Task to complete
The required output is every line from the beginning of the entries below through the line that includes "403 Forbidden otherwise.", copied exactly.

---------- Information provided

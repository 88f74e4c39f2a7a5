//! Role-based access control extractors.
//!
//! Each extractor wraps [`AuthUser`] and rejects requests whose role does not
//! meet the minimum requirement.

use autoshop_core::error::CoreError;
use autoshop_core::roles::{can_manage_catalog, ROLE_ADMIN};
use axum::extract::FromRequestParts;
use axum::http::request::Parts;

use super::auth::AuthUser;
use crate::error::AppError;
use crate::state::AppState;

/// Requires the `admin` role. Rejects with 403 Forbidden otherwise.
pub struct RequireAdmin(pub AuthUser);

impl FromRequestParts<AppState> for RequireAdmin {
    type Rejection = AppError;

    async fn from_request_parts(
        parts: &mut Parts,
        state: &AppState,
    ) -> Result<Self, Self::Rejection> {
        let user = AuthUser::from_request_parts(parts, state).await?;
        if user.role != ROLE_ADMIN {
            return Err(AppError::Core(CoreError::Forbidden(
                "Admin role required".into(),
            )));
        }
        Ok(RequireAdmin(user))
    }
}

/// Requires `manager` or `admin`. Guards service catalog writes.
pub struct RequireManager(pub AuthUser);

impl FromRequestParts<AppState> for RequireManager {
    type Rejection = AppError;

    async fn from_request_parts(
        parts: &mut Parts,
        state: &AppState,
    ) -> Result<Self, Self::Rejection> {
        let user = AuthUser::from_request_parts(parts, state).await?;
        if !can_manage_catalog(&user.role) {
            return Err(AppError::Core(CoreError::Forbidden(
                "Manager or Admin role required".into(),
            )));
        }
        Ok(RequireManager(user))
    }
}
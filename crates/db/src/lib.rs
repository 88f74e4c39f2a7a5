//! PostgreSQL persistence for the auto-shop backend.
//!
//! - [`models`] -- row structs and create/update DTOs.
//! - [`repositories`] -- zero-sized repository structs with async CRUD methods.
//! - [`order_store`] -- transactional implementation of the core order store.

use sqlx::postgres::PgPoolOptions;

pub mod models;
pub mod order_store;
pub mod repositories;

pub use order_store::PgOrderStore;

pub type DbPool = sqlx::PgPool;

/// Default maximum number of pooled connections.
pub const DEFAULT_MAX_CONNECTIONS: u32 = 20;

/// PostgreSQL error code for a unique constraint violation.
const UNIQUE_VIOLATION: &str = "23505";

/// PostgreSQL error code for a foreign key violation.
const FOREIGN_KEY_VIOLATION: &str = "23503";

/// Create a connection pool from a database URL.
pub async fn create_pool(database_url: &str, max_connections: u32) -> Result<DbPool, sqlx::Error> {
    PgPoolOptions::new()
        .max_connections(max_connections)
        .connect(database_url)
        .await
}

/// Round-trip a trivial query to verify the database is reachable.
pub async fn health_check(pool: &DbPool) -> Result<(), sqlx::Error> {
    sqlx::query_scalar::<_, i32>("SELECT 1")
        .fetch_one(pool)
        .await?;
    Ok(())
}

/// Apply all pending migrations from `crates/db/migrations`.
pub async fn run_migrations(pool: &DbPool) -> Result<(), sqlx::migrate::MigrateError> {
    sqlx::migrate!("./migrations").run(pool).await
}

/// Whether `err` is a unique constraint violation.
pub fn is_unique_violation(err: &sqlx::Error) -> bool {
    database_code(err).as_deref() == Some(UNIQUE_VIOLATION)
}

/// Whether `err` is a foreign key violation (missing parent on insert, or
/// a referenced row on delete).
pub fn is_foreign_key_violation(err: &sqlx::Error) -> bool {
    database_code(err).as_deref() == Some(FOREIGN_KEY_VIOLATION)
}

fn database_code(err: &sqlx::Error) -> Option<String> {
    match err {
        sqlx::Error::Database(db_err) => db_err.code().map(|c| c.into_owned()),
        _ => None,
    }
}
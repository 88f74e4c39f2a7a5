//! Handlers for the `/employees` resource.
//!
//! All handlers require the `admin` role via [`RequireAdmin`].

use autoshop_core::contact::{
    require_non_blank, validate_input, validate_password_strength, validate_phone,
};
use autoshop_core::error::CoreError;
use autoshop_core::types::DbId;
use autoshop_db::models::employee::{CreateEmployee, Employee, EmployeeResponse, UpdateEmployee};
use autoshop_db::repositories::{EmployeeRepo, RoleRepo};
use axum::extract::{Path, State};
use axum::http::StatusCode;
use axum::Json;
use serde::Deserialize;
use validator::Validate;

use super::conflict_if_referenced;
use crate::auth::password::hash_password;
use crate::error::{AppError, AppResult};
use crate::middleware::rbac::RequireAdmin;
use crate::state::AppState;

// ---------------------------------------------------------------------------
// Request types
// ---------------------------------------------------------------------------

/// Request body for `POST /employees`.
#[derive(Debug, Deserialize, Validate)]
pub struct CreateEmployeeRequest {
    #[validate(email)]
    pub email: String,
    #[validate(length(max = 100))]
    pub first_name: String,
    #[validate(length(max = 100))]
    pub last_name: String,
    pub phone: String,
    pub password: String,
    /// Defaults to the `employee` role.
    pub company_role_id: Option<DbId>,
    /// Defaults to `true`.
    pub active_employee: Option<bool>,
}

/// Request body for `PUT /employees/{id}`.
///
/// Names and phone are always required; role and password are optional.
#[derive(Debug, Deserialize, Validate)]
pub struct UpdateEmployeeRequest {
    #[validate(length(max = 100))]
    pub first_name: String,
    #[validate(length(max = 100))]
    pub last_name: String,
    pub phone: String,
    pub active_employee: Option<bool>,
    pub company_role_id: Option<DbId>,
    pub password: Option<String>,
}

// ---------------------------------------------------------------------------
// Handlers
// ---------------------------------------------------------------------------

/// POST /api/v1/employees
///
/// Create an employee. The email must be unused; the password is hashed
/// before storage and never returned.
pub async fn create(
    State(state): State<AppState>,
    RequireAdmin(admin): RequireAdmin,
    Json(input): Json<CreateEmployeeRequest>,
) -> AppResult<(StatusCode, Json<EmployeeResponse>)> {
    validate_input(&input)?;
    require_non_blank("first_name", &input.first_name)?;
    require_non_blank("last_name", &input.last_name)?;
    validate_phone(&input.phone)?;
    validate_password_strength(&input.password)?;

    if EmployeeRepo::email_exists(&state.pool, &input.email).await? {
        return Err(AppError::Core(CoreError::Conflict(
            "This email address is already associated with another employee".into(),
        )));
    }

    let password_hash = hash_password(&input.password)
        .map_err(|e| AppError::InternalError(format!("Password hashing error: {e}")))?;

    let create_dto = CreateEmployee {
        email: input.email.trim().to_string(),
        first_name: input.first_name.trim().to_string(),
        last_name: input.last_name.trim().to_string(),
        phone: input.phone,
        role_id: input.company_role_id,
        is_active: input.active_employee,
        password_hash,
    };

    let employee = EmployeeRepo::create(&state.pool, &create_dto).await?;
    tracing::info!(employee_id = employee.id, created_by = admin.employee_id, "Employee created");

    let response = employee_to_response(&state, employee).await?;
    Ok((StatusCode::CREATED, Json(response)))
}

/// GET /api/v1/employees
///
/// List all employees, newest first, with resolved role names.
pub async fn list(
    State(state): State<AppState>,
    RequireAdmin(_admin): RequireAdmin,
) -> AppResult<Json<Vec<EmployeeResponse>>> {
    let employees = EmployeeRepo::list(&state.pool).await?;

    // Pre-fetch roles to avoid N+1 queries.
    let roles = RoleRepo::list(&state.pool).await?;

    let responses = employees
        .into_iter()
        .map(|e| {
            let role = roles
                .iter()
                .find(|r| r.id == e.role_id)
                .map(|r| r.name.clone())
                .unwrap_or_else(|| "unknown".to_string());
            EmployeeResponse::new(e, role)
        })
        .collect();

    Ok(Json(responses))
}

/// GET /api/v1/employees/{id}
pub async fn get_by_id(
    State(state): State<AppState>,
    RequireAdmin(_admin): RequireAdmin,
    Path(id): Path<DbId>,
) -> AppResult<Json<EmployeeResponse>> {
    let employee = EmployeeRepo::find_by_id(&state.pool, id)
        .await?
        .ok_or(AppError::Core(CoreError::NotFound {
            entity: "Employee",
            id,
        }))?;

    let response = employee_to_response(&state, employee).await?;
    Ok(Json(response))
}

/// PUT /api/v1/employees/{id}
///
/// Update profile fields, activation, role and optionally the password.
pub async fn update(
    State(state): State<AppState>,
    RequireAdmin(_admin): RequireAdmin,
    Path(id): Path<DbId>,
    Json(input): Json<UpdateEmployeeRequest>,
) -> AppResult<Json<EmployeeResponse>> {
    validate_input(&input)?;
    require_non_blank("first_name", &input.first_name)?;
    require_non_blank("last_name", &input.last_name)?;
    validate_phone(&input.phone)?;

    let password_hash = match &input.password {
        Some(password) => {
            validate_password_strength(password)?;
            let hashed = hash_password(password)
                .map_err(|e| AppError::InternalError(format!("Password hashing error: {e}")))?;
            Some(hashed)
        }
        None => None,
    };

    let update_dto = UpdateEmployee {
        first_name: input.first_name.trim().to_string(),
        last_name: input.last_name.trim().to_string(),
        phone: input.phone,
        role_id: input.company_role_id,
        is_active: input.active_employee,
        password_hash,
    };

    let employee = EmployeeRepo::update(&state.pool, id, &update_dto)
        .await?
        .ok_or(AppError::Core(CoreError::NotFound {
            entity: "Employee",
            id,
        }))?;

    let response = employee_to_response(&state, employee).await?;
    Ok(Json(response))
}

/// DELETE /api/v1/employees/{id}
///
/// Permanently delete an employee. Fails with 409 while orders reference them.
pub async fn delete(
    State(state): State<AppState>,
    RequireAdmin(_admin): RequireAdmin,
    Path(id): Path<DbId>,
) -> AppResult<StatusCode> {
    let deleted = EmployeeRepo::delete(&state.pool, id)
        .await
        .map_err(|e| conflict_if_referenced(e, "Employee is assigned to existing orders"))?;
    if deleted {
        Ok(StatusCode::NO_CONTENT)
    } else {
        Err(AppError::Core(CoreError::NotFound {
            entity: "Employee",
            id,
        }))
    }
}

// ---------------------------------------------------------------------------
// Helpers
// ---------------------------------------------------------------------------

async fn employee_to_response(state: &AppState, employee: Employee) -> AppResult<EmployeeResponse> {
    let role = RoleRepo::resolve_name(&state.pool, employee.role_id).await?;
    Ok(EmployeeResponse::new(employee, role))
}
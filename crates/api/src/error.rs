use autoshop_core::error::{CoreError, OrderUpdateError};
use autoshop_db::repositories::OrderCreateError;
use axum::http::StatusCode;
use axum::response::{IntoResponse, Response};
use serde_json::json;

/// Application-level error type for HTTP handlers.
///
/// Wraps [`CoreError`] and [`OrderUpdateError`] for domain errors and adds
/// HTTP-specific variants. Implements [`IntoResponse`] to produce consistent
/// JSON error responses.
#[derive(Debug, thiserror::Error)]
pub enum AppError {
    /// A domain-level error from `autoshop_core`.
    #[error(transparent)]
    Core(#[from] CoreError),

    /// Failure of the order update workflow (already rolled back).
    #[error(transparent)]
    OrderUpdate(#[from] OrderUpdateError),

    /// A database error from sqlx.
    #[error("Database error: {0}")]
    Database(#[from] sqlx::Error),

    /// A bad request with a human-readable message.
    #[error("Bad request: {0}")]
    BadRequest(String),

    /// An internal error with a human-readable message.
    #[error("Internal error: {0}")]
    InternalError(String),
}

/// Convenience type alias for handler return values.
pub type AppResult<T> = Result<T, AppError>;

impl From<OrderCreateError> for AppError {
    fn from(err: OrderCreateError) -> Self {
        match err {
            err @ OrderCreateError::UnknownService(_) => {
                AppError::Core(CoreError::Validation(err.to_string()))
            }
            OrderCreateError::Database(db) => AppError::Database(db),
        }
    }
}

impl IntoResponse for AppError {
    fn into_response(self) -> Response {
        let (status, code, message) = match &self {
            // --- CoreError variants ---
            AppError::Core(core) => match core {
                CoreError::NotFound { entity, id } => (
                    StatusCode::NOT_FOUND,
                    "NOT_FOUND",
                    format!("{entity} with id {id} not found"),
                ),
                CoreError::Validation(msg) => {
                    (StatusCode::BAD_REQUEST, "VALIDATION_ERROR", msg.clone())
                }
                CoreError::Conflict(msg) => (StatusCode::CONFLICT, "CONFLICT", msg.clone()),
                CoreError::Unauthorized(msg) => {
                    (StatusCode::UNAUTHORIZED, "UNAUTHORIZED", msg.clone())
                }
                CoreError::Forbidden(msg) => (StatusCode::FORBIDDEN, "FORBIDDEN", msg.clone()),
                CoreError::Internal(msg) => {
                    tracing::error!(error = %msg, "Internal core error");
                    internal_error()
                }
            },

            // --- Order update workflow ---
            AppError::OrderUpdate(err) => match err {
                OrderUpdateError::OrderNotFound(_) => {
                    (StatusCode::NOT_FOUND, "NOT_FOUND", err.to_string())
                }
                OrderUpdateError::UnknownService(_) => {
                    (StatusCode::BAD_REQUEST, "VALIDATION_ERROR", err.to_string())
                }
                OrderUpdateError::Database(msg) => {
                    tracing::error!(error = %msg, "Order update database error");
                    internal_error()
                }
            },

            // --- Database errors ---
            AppError::Database(err) => classify_sqlx_error(err),

            // --- HTTP-specific errors ---
            AppError::BadRequest(msg) => (StatusCode::BAD_REQUEST, "BAD_REQUEST", msg.clone()),
            AppError::InternalError(msg) => {
                tracing::error!(error = %msg, "Internal error");
                internal_error()
            }
        };

        let body = json!({
            "error": message,
            "code": code,
        });

        (status, axum::Json(body)).into_response()
    }
}

fn internal_error() -> (StatusCode, &'static str, String) {
    (
        StatusCode::INTERNAL_SERVER_ERROR,
        "INTERNAL_ERROR",
        "An internal error occurred".to_string(),
    )
}

/// Classify a sqlx error into an HTTP status, error code, and message.
///
/// - `RowNotFound` maps to 404.
/// - Unique constraint violations (constraint name starting with `uq_`) map to 409.
/// - Foreign key violations map to 400.
/// - Everything else maps to 500 with a sanitized message.
fn classify_sqlx_error(err: &sqlx::Error) -> (StatusCode, &'static str, String) {
    match err {
        sqlx::Error::RowNotFound => (
            StatusCode::NOT_FOUND,
            "NOT_FOUND",
            "Resource not found".to_string(),
        ),
        sqlx::Error::Database(db_err) => {
            if autoshop_db::is_unique_violation(err) {
                let constraint = db_err.constraint().unwrap_or("unknown");
                if constraint.starts_with("uq_") {
                    return (
                        StatusCode::CONFLICT,
                        "CONFLICT",
                        format!("Duplicate value violates unique constraint: {constraint}"),
                    );
                }
            }
            if autoshop_db::is_foreign_key_violation(err) {
                let constraint = db_err.constraint().unwrap_or("unknown");
                return (
                    StatusCode::BAD_REQUEST,
                    "BAD_REQUEST",
                    format!("Referenced record does not exist: {constraint}"),
                );
            }
            tracing::error!(error = %db_err, "Database error");
            internal_error()
        }
        other => {
            tracing::error!(error = %other, "Database error");
            internal_error()
        }
    }
}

--------------------

Problem solution
repository 88f74e4c39f2a7a5
//! Role-based access control extractors.
//!
//! Each extractor wraps [`AuthUser`] and rejects requests whose role does not
//! meet the minimum requirement.

use autoshop_core::error::CoreError;
use autoshop_core::roles::{can_manage_catalog, ROLE_ADMIN};
use axum::extract::FromRequestParts;
use axum::http::request::Parts;

use super::auth::AuthUser;
use crate::error::AppError;
use crate::state::AppState;

/// Requires the `admin` role. Rejects with 403 Forbidden otherwise.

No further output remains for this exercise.